Since the set of sequences satisfying the relation $S(n) = S(n - 1) + S(n - 2)$ is closed under termwise addition and under termwise multiplication by a constant, it can be viewed as a vector space. Any such sequence is uniquely determined by a choice of two elements, so the vector space is two-dimensional. If we abbreviate such a sequence as $(S(0), S(1))$, the Fibonacci sequence $F(n) = (0, 1)$ and the shifted Fibonacci sequence $F(n - 1) = (1, 0)$ are seen to form a canonical basis for this space, yielding the identity:

$S(n) = S(0) F(n-1) + S(1) F(n)$

for all such sequences S. For example, if S is the Lucas sequence 2, 1, 3, 4, 7, 11, ..., then we obtain
$L(n) = 2F(n-1) + F(n)$.

===k-generated Fibonacci sequence===
Given an integer $k \ge 2$ , the k-generalized Fibonacci sequence $\{F_n^{(k)}\}_{n\in \mathbb {Z}}$ is defined by the recurrence relation

$$\begin{aligned} F_n^{(k)} = F_{n-1}^{(k)} + F_{n-2}^{(k)} + \cdots + F_{n-k}^{(k)}, \quad \text {for all} \ n \ge 2, \end{aligned}$$

with initial values $F_{2-k}^{(k)} = \cdots = F_{-1}^{(k)} = F_{0}^{(k)} = 0$ and $F_1^{(k)} = 1$.

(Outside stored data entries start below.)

//! Dispatcher and batch executor
//!
//! The dispatcher walks one request through lookup, parameter binding, the
//! access gate and handler execution. Every failure on the way becomes an
//! error response carrying the request id; handler errors and panics are
//! caught and never escape. Notifications run the same pipeline but produce
//! no output, successful or not.
//!
//! The batch executor runs the dispatcher over a batch sequentially, in
//! order, and aggregates cacheability across the surviving responses.

use serde_json::Value;
use std::any::Any;
use std::panic::{self, AssertUnwindSafe};
use std::sync::Arc;
use tracing::{debug, warn};

use super::access::{AccessGate, Caller, Operation};
use super::action::{Action, ActionContext};
use super::binder::ParameterBinder;
use super::cache::CacheabilityMetadata;
use super::error::RpcError;
use super::object::{Request, Response};
use super::registry::ActionRegistry;
use super::repository::EntityRepository;

/// Per-request pipeline over an immutable registry.
#[derive(Clone)]
pub struct Dispatcher {
    registry: ActionRegistry,
    repository: Arc<dyn EntityRepository>,
    validate_results: bool,
}

impl Dispatcher {
    /// Dispatcher over `registry`, resolving entities through `repository`.
    pub fn new(registry: ActionRegistry, repository: Arc<dyn EntityRepository>) -> Self {
        Self {
            registry,
            repository,
            validate_results: false,
        }
    }

    /// Check successful results against the declared result schema and log
    /// mismatches.
    pub fn with_result_validation(mut self, enabled: bool) -> Self {
        self.validate_results = enabled;
        self
    }

    /// Registry this dispatcher reads from.
    pub fn registry(&self) -> &ActionRegistry {
        &self.registry
    }

    /// Entity repository handed to parameter factories.
    pub fn repository(&self) -> &Arc<dyn EntityRepository> {
        &self.repository
    }

    /// Dispatch one request. Returns `None` for notifications.
    pub fn dispatch(&self, request: &Request, caller: &dyn Caller) -> Option<Response> {
        let mut cacheability = CacheabilityMetadata::default();
        // Factories and predicates are extension points too; none may unwind
        // past this request.
        let outcome = panic::catch_unwind(AssertUnwindSafe(|| {
            self.execute(request, caller, &mut cacheability)
        }))
        .unwrap_or_else(|payload| {
            let message = panic_message(payload.as_ref());
            warn!(action = %request.action(), panic = %message, "dispatch panicked");
            Err(RpcError::internal_error(format!(
                "The {} action failed: {message}",
                request.action()
            )))
        });

        if request.is_notification() {
            if let Err(error) = &outcome {
                debug!(action = %request.action(), error = %error, "notification failed");
            }
            return None;
        }

        let id = request.id().to_value();
        let response = match outcome {
            Ok((value, action)) => Response::success(id, value)
                .with_result_schema(action.result_schema().cloned()),
            Err(error) => Response::error(id, error),
        };
        Some(response.with_cacheability(cacheability))
    }

    /// Run a batch through this dispatcher.
    pub fn run(&self, requests: &[Request], caller: &dyn Caller) -> BatchResult {
        BatchExecutor::new(self).run(requests, caller)
    }

    fn execute(
        &self,
        request: &Request,
        caller: &dyn Caller,
        cacheability: &mut CacheabilityMetadata,
    ) -> Result<(Value, Arc<Action>), RpcError> {
        let action = self
            .registry
            .get(request.action())
            .cloned()
            .ok_or_else(|| RpcError::method_not_found(request.action()))?;
        cacheability.merge(action.cacheability());

        let params = ParameterBinder::new(self.repository.as_ref(), caller)
            .bind(&action, request.params())?;

        let decision = AccessGate::check(&action, caller, &Operation::Execute);
        cacheability.merge(&decision.cacheability);
        if !decision.is_allowed() {
            debug!(action = %action.id(), caller = %caller.name(), "access denied");
            return Err(decision.denial_error());
        }

        debug!(
            action = %action.id(),
            entry_point = %action.entry_point(),
            params = params.len(),
            "executing action"
        );
        let context = ActionContext::new(&action, caller, request.id(), request.in_batch());
        let outcome = panic::catch_unwind(AssertUnwindSafe(|| {
            action.handler().call(action.entry_point(), &params, &context)
        }));
        cacheability.merge(&context.into_cacheability());

        let value = match outcome {
            Ok(Ok(value)) => value,
            Ok(Err(error)) => {
                let error = error.into_rpc();
                warn!(action = %action.id(), error = %error, "action handler failed");
                return Err(error);
            }
            Err(payload) => {
                let message = panic_message(payload.as_ref());
                warn!(action = %action.id(), panic = %message, "action handler panicked");
                return Err(RpcError::internal_error(format!(
                    "The {} action failed: {message}",
                    action.id()
                )));
            }
        };

        if self.validate_results {
            check_result(&action, &value);
        }
        Ok((value, action))
    }
}

fn check_result(action: &Action, value: &Value) {
    let Some(validator) = &action.result_validator else {
        return;
    };
    if let Err(violations) = validator.validate(value) {
        warn!(
            action = %action.id(),
            violations = ?violations,
            "result does not match the declared result schema"
        );
    }
}

fn panic_message(payload: &(dyn Any + Send)) -> String {
    if let Some(message) = payload.downcast_ref::<&str>() {
        (*message).to_string()
    } else if let Some(message) = payload.downcast_ref::<String>() {
        message.clone()
    } else {
        "unexpected fault".to_string()
    }
}

/// Responses of one batch plus their aggregate cacheability.
#[derive(Debug, Clone, Default, PartialEq)]
pub struct BatchResult {
    /// Non-notification responses, in request order
    pub responses: Vec<Response>,
    /// Merge of every response's cacheability
    pub cacheability: CacheabilityMetadata,
}

impl BatchResult {
    /// Whether the caller should receive no body.
    pub fn is_empty(&self) -> bool {
        self.responses.is_empty()
    }

    /// Wire body: an array of responses, or `None` for "no body".
    pub fn to_wire(&self) -> Option<Value> {
        if self.responses.is_empty() {
            return None;
        }
        Some(Value::Array(self.responses.iter().map(Response::to_wire).collect()))
    }
}

/// Runs the dispatcher over a batch, strictly sequentially.
pub struct BatchExecutor<'d> {
    dispatcher: &'d Dispatcher,
}

impl<'d> BatchExecutor<'d> {
    /// Executor over `dispatcher`.
    pub fn new(dispatcher: &'d Dispatcher) -> Self {
        Self { dispatcher }
    }

    /// Dispatch every request in order; failures stay isolated to their own
    /// response.
    pub fn run(&self, requests: &[Request], caller: &dyn Caller) -> BatchResult {
        let mut result = BatchResult::default();
        for request in requests {
            if let Some(response) = self.dispatcher.dispatch(request, caller) {
                result.cacheability.merge(response.cacheability());
                result.responses.push(response);
            }
        }
        debug!(
            requests = requests.len(),
            responses = result.responses.len(),
            "batch complete"
        );
        result
    }
}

| Sequence | N | OEIS sequence |
|---|---|---|
| Fibonacci sequence | 6 | A000045 |
| Pell sequence | 12 | A000129 |
| Jacobsthal sequence | 18 | A001045 |
| Narayana's cows sequence | 10 | A000930 |
| Padovan sequence | 15 | A000931 |
| Third-order Pell sequence | 20 | A008998 |
| Tribonacci sequence | 30 | A000073 |
| Tetranacci sequence | 210 | A000288 |

===Semi-Fibonacci sequence===
The semi-Fibonacci sequence is defined via the same recursion for odd-indexed terms $a(2n+1) = a(2n) + a(2n-1)$ and $a(1) = 1$, but for even indices $a(2n) = a(n)$, $n \ge 1$. The bisection of odd-indexed terms $s(n) = a(2n-1)$ therefore verifies $s(n+1) = s(n) + a(n)$ and is strictly increasing. It yields the set of the semi-Fibonacci numbers
 1, 2, 3, 5, 6, 9, 11, 16, 17, 23, 26, 35, 37, 48, 53, 69, 70, 87, 93, 116, 119, 145, 154, ...
which occur as $s(n) = a(2^k(2n-1)), k=0,1,\ldots$.